▶ [What is expected] Keyword search on "const": report each line of the records that contains it.

▶ [Stored data entries]
== Segment start ==
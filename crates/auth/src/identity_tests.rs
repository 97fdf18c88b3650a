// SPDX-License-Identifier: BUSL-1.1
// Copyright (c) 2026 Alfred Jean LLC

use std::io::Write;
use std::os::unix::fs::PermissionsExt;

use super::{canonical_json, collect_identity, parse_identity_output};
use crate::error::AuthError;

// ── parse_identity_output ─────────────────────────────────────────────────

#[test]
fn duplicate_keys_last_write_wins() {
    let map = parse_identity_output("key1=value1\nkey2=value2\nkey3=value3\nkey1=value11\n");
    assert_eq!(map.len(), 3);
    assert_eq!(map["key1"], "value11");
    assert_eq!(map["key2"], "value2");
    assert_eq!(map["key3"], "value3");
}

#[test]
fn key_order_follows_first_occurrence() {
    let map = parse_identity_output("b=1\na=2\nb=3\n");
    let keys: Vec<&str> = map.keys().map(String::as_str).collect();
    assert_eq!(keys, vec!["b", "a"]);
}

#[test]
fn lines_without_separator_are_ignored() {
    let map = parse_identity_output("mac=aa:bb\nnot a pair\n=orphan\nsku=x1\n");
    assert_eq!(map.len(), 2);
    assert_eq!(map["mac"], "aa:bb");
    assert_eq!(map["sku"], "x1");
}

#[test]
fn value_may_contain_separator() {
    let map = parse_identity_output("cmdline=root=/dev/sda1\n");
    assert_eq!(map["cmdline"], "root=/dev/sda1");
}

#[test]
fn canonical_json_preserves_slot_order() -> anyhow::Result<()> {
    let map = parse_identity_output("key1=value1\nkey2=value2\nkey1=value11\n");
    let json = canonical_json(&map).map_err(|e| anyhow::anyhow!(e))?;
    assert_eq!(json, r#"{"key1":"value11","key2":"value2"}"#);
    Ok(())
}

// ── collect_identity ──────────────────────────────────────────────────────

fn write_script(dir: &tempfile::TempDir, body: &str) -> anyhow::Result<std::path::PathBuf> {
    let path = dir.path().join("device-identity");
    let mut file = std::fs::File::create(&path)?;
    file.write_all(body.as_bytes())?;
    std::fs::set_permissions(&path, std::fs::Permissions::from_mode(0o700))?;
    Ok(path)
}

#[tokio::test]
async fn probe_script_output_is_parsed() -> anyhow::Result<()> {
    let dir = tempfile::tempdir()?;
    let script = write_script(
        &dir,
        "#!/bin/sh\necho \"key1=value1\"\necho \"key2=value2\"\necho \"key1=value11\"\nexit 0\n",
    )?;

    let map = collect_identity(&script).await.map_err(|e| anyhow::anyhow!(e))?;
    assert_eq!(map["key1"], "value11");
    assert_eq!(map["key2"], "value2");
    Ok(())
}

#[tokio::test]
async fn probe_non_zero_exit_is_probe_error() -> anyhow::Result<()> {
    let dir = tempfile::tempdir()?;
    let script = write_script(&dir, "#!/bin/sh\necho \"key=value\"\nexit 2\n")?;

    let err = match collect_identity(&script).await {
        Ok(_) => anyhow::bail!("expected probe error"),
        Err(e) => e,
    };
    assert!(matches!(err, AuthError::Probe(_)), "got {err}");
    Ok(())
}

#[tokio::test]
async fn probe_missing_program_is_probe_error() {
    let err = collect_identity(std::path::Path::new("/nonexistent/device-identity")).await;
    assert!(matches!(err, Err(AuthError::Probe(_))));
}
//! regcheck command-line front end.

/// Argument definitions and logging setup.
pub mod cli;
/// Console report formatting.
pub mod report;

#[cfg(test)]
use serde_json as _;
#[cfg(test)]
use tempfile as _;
== Segment end ==
== Segment start ==
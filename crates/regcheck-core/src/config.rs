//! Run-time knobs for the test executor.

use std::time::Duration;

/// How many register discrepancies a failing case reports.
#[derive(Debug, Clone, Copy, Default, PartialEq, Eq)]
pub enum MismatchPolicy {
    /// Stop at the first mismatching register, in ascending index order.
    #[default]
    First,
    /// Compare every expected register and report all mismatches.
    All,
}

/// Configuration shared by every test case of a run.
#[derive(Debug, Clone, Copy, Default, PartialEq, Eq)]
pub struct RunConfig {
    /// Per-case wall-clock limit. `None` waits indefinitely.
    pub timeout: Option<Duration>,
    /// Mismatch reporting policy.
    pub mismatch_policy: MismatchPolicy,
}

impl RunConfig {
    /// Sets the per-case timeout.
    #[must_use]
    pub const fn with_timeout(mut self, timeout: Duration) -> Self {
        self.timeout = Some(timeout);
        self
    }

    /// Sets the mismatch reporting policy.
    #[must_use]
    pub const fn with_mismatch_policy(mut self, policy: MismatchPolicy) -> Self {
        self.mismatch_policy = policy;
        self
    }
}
== Segment end ==
== Segment start ==
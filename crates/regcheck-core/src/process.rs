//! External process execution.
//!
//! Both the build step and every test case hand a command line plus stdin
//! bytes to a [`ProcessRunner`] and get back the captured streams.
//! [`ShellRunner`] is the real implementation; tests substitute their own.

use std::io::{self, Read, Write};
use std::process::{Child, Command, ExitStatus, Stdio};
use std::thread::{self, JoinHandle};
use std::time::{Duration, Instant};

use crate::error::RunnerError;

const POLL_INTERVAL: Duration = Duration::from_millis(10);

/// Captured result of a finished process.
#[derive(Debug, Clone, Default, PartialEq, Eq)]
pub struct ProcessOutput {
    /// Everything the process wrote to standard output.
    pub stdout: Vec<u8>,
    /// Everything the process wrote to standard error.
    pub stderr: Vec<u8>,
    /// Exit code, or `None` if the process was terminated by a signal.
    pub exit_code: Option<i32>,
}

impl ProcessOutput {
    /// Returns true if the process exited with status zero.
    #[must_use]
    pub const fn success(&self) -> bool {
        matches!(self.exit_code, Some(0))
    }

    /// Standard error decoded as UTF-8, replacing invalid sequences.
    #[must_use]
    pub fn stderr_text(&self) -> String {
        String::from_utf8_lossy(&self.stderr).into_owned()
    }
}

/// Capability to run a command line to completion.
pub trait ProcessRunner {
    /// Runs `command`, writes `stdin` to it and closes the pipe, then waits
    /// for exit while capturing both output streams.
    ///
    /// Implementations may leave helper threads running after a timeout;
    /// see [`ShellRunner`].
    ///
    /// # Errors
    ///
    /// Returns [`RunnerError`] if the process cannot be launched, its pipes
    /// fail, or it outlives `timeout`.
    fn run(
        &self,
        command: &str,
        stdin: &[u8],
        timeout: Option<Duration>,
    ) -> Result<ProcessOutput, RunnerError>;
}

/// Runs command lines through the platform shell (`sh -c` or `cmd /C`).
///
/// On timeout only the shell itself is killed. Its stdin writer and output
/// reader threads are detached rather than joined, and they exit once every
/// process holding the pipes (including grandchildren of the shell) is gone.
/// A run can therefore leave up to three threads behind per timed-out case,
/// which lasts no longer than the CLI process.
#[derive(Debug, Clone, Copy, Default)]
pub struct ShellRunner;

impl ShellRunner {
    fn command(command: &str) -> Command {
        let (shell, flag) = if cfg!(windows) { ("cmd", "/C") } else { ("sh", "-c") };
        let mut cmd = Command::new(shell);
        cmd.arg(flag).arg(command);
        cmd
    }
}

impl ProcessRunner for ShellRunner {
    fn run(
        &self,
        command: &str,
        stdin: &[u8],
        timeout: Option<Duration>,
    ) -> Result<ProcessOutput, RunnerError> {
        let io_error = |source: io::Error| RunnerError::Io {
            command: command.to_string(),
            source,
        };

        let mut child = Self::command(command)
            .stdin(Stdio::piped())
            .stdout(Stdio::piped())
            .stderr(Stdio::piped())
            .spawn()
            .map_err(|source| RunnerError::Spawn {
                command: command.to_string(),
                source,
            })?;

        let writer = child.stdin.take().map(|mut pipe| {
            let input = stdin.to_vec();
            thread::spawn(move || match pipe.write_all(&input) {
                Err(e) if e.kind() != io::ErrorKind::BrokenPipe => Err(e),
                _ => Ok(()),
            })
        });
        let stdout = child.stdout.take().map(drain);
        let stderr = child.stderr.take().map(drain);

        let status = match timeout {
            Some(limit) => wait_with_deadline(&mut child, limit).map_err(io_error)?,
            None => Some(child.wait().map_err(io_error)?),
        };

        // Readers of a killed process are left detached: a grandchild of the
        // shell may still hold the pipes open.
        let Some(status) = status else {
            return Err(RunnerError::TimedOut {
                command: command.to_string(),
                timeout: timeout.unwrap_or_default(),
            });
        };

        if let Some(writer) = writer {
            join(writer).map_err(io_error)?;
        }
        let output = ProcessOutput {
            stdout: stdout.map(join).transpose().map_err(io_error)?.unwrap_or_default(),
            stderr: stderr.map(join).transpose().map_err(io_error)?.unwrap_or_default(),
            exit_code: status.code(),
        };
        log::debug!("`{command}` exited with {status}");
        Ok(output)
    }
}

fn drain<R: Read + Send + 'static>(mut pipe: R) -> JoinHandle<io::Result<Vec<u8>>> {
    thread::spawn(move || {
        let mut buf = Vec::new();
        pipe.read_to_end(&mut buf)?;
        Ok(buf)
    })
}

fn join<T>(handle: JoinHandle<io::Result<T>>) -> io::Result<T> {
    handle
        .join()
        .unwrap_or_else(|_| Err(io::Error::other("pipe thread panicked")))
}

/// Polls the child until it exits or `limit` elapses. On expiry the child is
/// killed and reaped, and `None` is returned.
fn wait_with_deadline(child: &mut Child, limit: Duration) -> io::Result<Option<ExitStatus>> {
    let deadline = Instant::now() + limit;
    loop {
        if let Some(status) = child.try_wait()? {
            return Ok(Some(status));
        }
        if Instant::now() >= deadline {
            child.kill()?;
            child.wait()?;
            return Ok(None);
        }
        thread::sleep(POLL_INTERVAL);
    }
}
== Segment end ==
▶ [Response to this task]
    pub const fn with_timeout(mut self, timeout: Duration) -> Self {
    pub const fn with_mismatch_policy(mut self, policy: MismatchPolicy) -> Self {
const POLL_INTERVAL: Duration = Duration::from_millis(10);
    pub const fn success(&self) -> bool {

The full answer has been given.